In a society that is always asking us to be more absorbed in our professional lives, our reliance on others for food has become increasingly pronounced. In varying degrees, the work of planning, shopping for, cooking and cleaning up after meals makes up a highly industrialized food culture.
Within consumerist narratives, fast, pre-packaged lunches are associated with the corporate elite, while home cooking is made out to be unnecessary, the mark of a special occasion or a hobby.
Food producers have made explicit their intention to engineer how society eats. Standardized and technological food products like Soylent, a meal-replacement drink, usher us into the future of nutrition with advertisements that denounce at-home cooking as an archaic chore. More insidiously, they suggest that cooking is a practice of the misinformed poor and that the purchase of these products is a means of self-betterment.
However, the opposing narrative, which celebrates the craftsmanship and heritage of fine-food production, also positions food labour as an industrial affair, albeit on a smaller scale.
So-called Slow Food culture, a countermovement against the mass production and standardization of food, is equally explicit in its aims. This movement celebrates the complexity of and value in food made on a small scale. Generally, Slow Food culture values commitments to local sourcing, season-conscious menus, and social and communal meals (rather than meals eaten merely for sustenance).
Many Slow Food culture principles respond to the social and ecological damage inflicted by the various industries involved in food production. Although its efforts to avoid everything from unjust labour practices to overfishing are valuable, Slow Food nevertheless embodies a sense of elitism. However socially and environmentally responsible the operations of small-scale artisans may be, Slow Food discourse still normalizes a culture in which participation is profitable for some but too costly for most.

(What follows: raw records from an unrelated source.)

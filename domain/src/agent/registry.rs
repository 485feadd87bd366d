//! Agent registry
//!
//! An immutable, versioned collection of [`AgentDefinition`]s. It is built
//! once per run and handed to the evaluator explicitly; extending it produces
//! a new registry with a bumped version instead of mutating shared state.

use super::builtin::{BUILTIN_REGISTRY_VERSION, builtin_definitions};
use super::definition::AgentDefinition;
use crate::core::error::RuleEvaluationError;
use std::collections::HashMap;

/// Immutable registry of agent definitions
#[derive(Debug, Clone)]
pub struct AgentRegistry {
    version: u32,
    definitions: Vec<AgentDefinition>,
    index: HashMap<String, usize>,
}

impl AgentRegistry {
    /// Build a registry, rejecting empty ids, duplicate ids, and malformed rules
    pub fn new(
        version: u32,
        definitions: Vec<AgentDefinition>,
    ) -> Result<Self, RuleEvaluationError> {
        let mut index = HashMap::with_capacity(definitions.len());

        for (position, def) in definitions.iter().enumerate() {
            if def.id.trim().is_empty() {
                return Err(RuleEvaluationError::EmptyAgentId);
            }
            if index.insert(def.id.clone(), position).is_some() {
                return Err(RuleEvaluationError::DuplicateAgent { id: def.id.clone() });
            }
            if !def.always_active {
                def.rule
                    .validate()
                    .map_err(|reason| RuleEvaluationError::MalformedRule {
                        agent_id: def.id.clone(),
                        reason,
                    })?;
            }
        }

        Ok(Self {
            version,
            definitions,
            index,
        })
    }

    /// The built-in registry of six default and fourteen optional agents
    pub fn builtin() -> Self {
        let definitions = builtin_definitions();
        let index = definitions
            .iter()
            .enumerate()
            .map(|(i, d)| (d.id.clone(), i))
            .collect();

        Self {
            version: BUILTIN_REGISTRY_VERSION,
            definitions,
            index,
        }
    }

    #[cfg(test)]
    pub(crate) fn unchecked(version: u32, definitions: Vec<AgentDefinition>) -> Self {
        let index = definitions
            .iter()
            .enumerate()
            .map(|(i, d)| (d.id.clone(), i))
            .collect();
        Self {
            version,
            definitions,
            index,
        }
    }

    /// Return a new registry with extra definitions appended
    ///
    /// The version is incremented. `self` is left untouched.
    pub fn extended(
        &self,
        extra: impl IntoIterator<Item = AgentDefinition>,
    ) -> Result<Self, RuleEvaluationError> {
        let mut definitions = self.definitions.clone();
        definitions.extend(extra);
        Self::new(self.version + 1, definitions)
    }

    pub fn version(&self) -> u32 {
        self.version
    }

    pub fn get(&self, id: &str) -> Option<&AgentDefinition> {
        self.index.get(id).map(|&i| &self.definitions[i])
    }

    pub fn contains(&self, id: &str) -> bool {
        self.index.contains_key(id)
    }

    /// Definitions in registration order
    pub fn iter(&self) -> impl Iterator<Item = &AgentDefinition> {
        self.definitions.iter()
    }

    pub fn defaults(&self) -> impl Iterator<Item = &AgentDefinition> {
        self.definitions.iter().filter(|d| d.always_active)
    }

    pub fn optional(&self) -> impl Iterator<Item = &AgentDefinition> {
        self.definitions.iter().filter(|d| !d.always_active)
    }

    pub fn len(&self) -> usize {
        self.definitions.len()
    }

    pub fn is_empty(&self) -> bool {
        self.definitions.is_empty()
    }
}

impl Default for AgentRegistry {
    fn default() -> Self {
        Self::builtin()
    }
}

#[cfg(test)]
mod tests {
    use super::*;
    use crate::agent::rule::ActivationRule;
    use crate::quorum::Severity;

    fn optional(id: &str, rule: ActivationRule) -> AgentDefinition {
        AgentDefinition::optional(id, "", "", rule, Severity::Low)
    }

    #[test]
    fn test_builtin_matches_validated_construction() {
        let builtin = AgentRegistry::builtin();
        let validated = AgentRegistry::new(BUILTIN_REGISTRY_VERSION, builtin_definitions());

        assert!(validated.is_ok());
        assert_eq!(builtin.len(), 20);
        assert_eq!(builtin.defaults().count(), 6);
        assert_eq!(builtin.optional().count(), 14);
        assert_eq!(builtin.version(), 1);
    }

    #[test]
    fn test_duplicate_id_rejected() {
        let defs = vec![
            optional("a-agent", ActivationRule::FilesOver(1)),
            optional("a-agent", ActivationRule::FilesOver(2)),
        ];
        assert_eq!(
            AgentRegistry::new(1, defs).unwrap_err(),
            RuleEvaluationError::DuplicateAgent {
                id: "a-agent".to_string()
            }
        );
    }

    #[test]
    fn test_empty_id_rejected() {
        let defs = vec![optional(" ", ActivationRule::Always)];
        assert_eq!(
            AgentRegistry::new(1, defs).unwrap_err(),
            RuleEvaluationError::EmptyAgentId
        );
    }

    #[test]
    fn test_malformed_rule_names_agent() {
        let defs = vec![optional("ml-agent", ActivationRule::AnyFramework(vec![]))];
        let err = AgentRegistry::new(1, defs).unwrap_err();
        assert_eq!(err.agent_id(), Some("ml-agent"));
    }

    #[test]
    fn test_extended_bumps_version_and_keeps_original() {
        let base = AgentRegistry::builtin();
        let extended = base
            .extended([optional("i18n-agent", ActivationRule::Pattern("frontend".into()))])
            .unwrap();

        assert_eq!(extended.version(), base.version() + 1);
        assert!(extended.contains("i18n-agent"));
        assert!(!base.contains("i18n-agent"));
    }

    #[test]
    fn test_extended_rejects_builtin_collision() {
        let base = AgentRegistry::builtin();
        let result = base.extended([optional("security-agent", ActivationRule::Always)]);
        assert!(matches!(
            result,
            Err(RuleEvaluationError::DuplicateAgent { .. })
        ));
    }

    #[test]
    fn test_get() {
        let registry = AgentRegistry::builtin();
        let def = registry.get("security-agent").unwrap();
        assert_eq!(def.veto_severity_default, Severity::Critical);
        assert!(registry.get("missing-agent").is_none());
    }
}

While fine craftsmanship, fair worker pay and robust quality standards are all virtuous, Slow Food is ultimately fashionable compared to the laypeople’s fare. Part of what makes Slow Food artisanal products so alluring is the very fact that only a small minority can actually afford them. Small-scale production forms an industry of its own, even though its participants are not monoliths like McDonald’s or Aramark.

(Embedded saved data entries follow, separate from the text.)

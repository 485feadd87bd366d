//! Configuration file loading for review-gate
//!
//! This module handles file I/O and merging of configuration from multiple sources.
//! The priority order (highest to lowest):
//!
//! 1. `REVIEW_GATE_*` environment variables
//! 2. `--config <path>` specified file
//! 3. Project root: `review-gate.toml` or `.review-gate.toml`
//! 4. Global: `$XDG_CONFIG_HOME/review-gate/config.toml`
//! 5. Default values

mod file_config;
mod loader;

pub use file_config::{
    DEFAULT_METRICS_DIR, FileAgentDefinition, FileAgentsConfig, FileConfig, FileMetricsConfig,
    FileReviewConfig,
};
pub use loader::{ConfigLoader, ENV_PREFIX};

Though the gap between the small- and large-scale food production seems only to be growing, both production types foster cultural elitism and rely on domestic labour that is almost entirely organized by the economy. Whether artisanal or mechanized, the future of food these cultures promote is one where food quality is determined by the diner’s buying power.
In short, domestic labour is no longer domestic. The important cultural traditions that are transmitted and maintained through food practices are valued only to the extent that they are associated with a marketable product, for sale to others. An equitable future in which the right to eat well is shared equally is one where domestic labour is valued on its own terms, not on those of industry or commerce.